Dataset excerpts

►

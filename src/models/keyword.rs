use crate::models::ranking::RankObservation;
use serde::{Deserialize, Serialize};

#[derive(Debug, Clone, PartialEq, Eq, Serialize, Deserialize)]
pub struct Keyword {
    pub id: String,
    pub app_id: String,
    pub keyword: String,
    pub volume: Option<u32>,
    pub difficulty: Option<u8>, // 0..=100
    pub is_active: bool,
    pub notes: Option<String>,
    pub created_at: i64,
    pub updated_at: i64,
}

/// A keyword together with every observation loaded for it.
///
/// This is the immutable snapshot the aggregation functions work on; the
/// observations are kept in whatever order storage returned them.
#[derive(Debug, Clone, PartialEq, Eq, Serialize, Deserialize)]
pub struct KeywordRankings {
    #[serde(flatten)]
    pub keyword: Keyword,
    pub rankings: Vec<RankObservation>,
}

/// Input row for adding keywords to an app.
#[derive(Debug, Clone, Default, Serialize, Deserialize)]
pub struct NewKeyword {
    pub keyword: String,
    pub volume: Option<u32>,
    pub difficulty: Option<u8>,
}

◄

→ Exercise goal: Return the line that contains "#[derive(Debug, Clone, Default, Serialize, Deserialize)]" along with every line after it through the end of the entries, exactly, adding nothing.

→ Solution below:
#[derive(Debug, Clone, Default, Serialize, Deserialize)]
pub struct NewKeyword {
    pub keyword: String,
    pub volume: Option<u32>,
    pub difficulty: Option<u8>,
}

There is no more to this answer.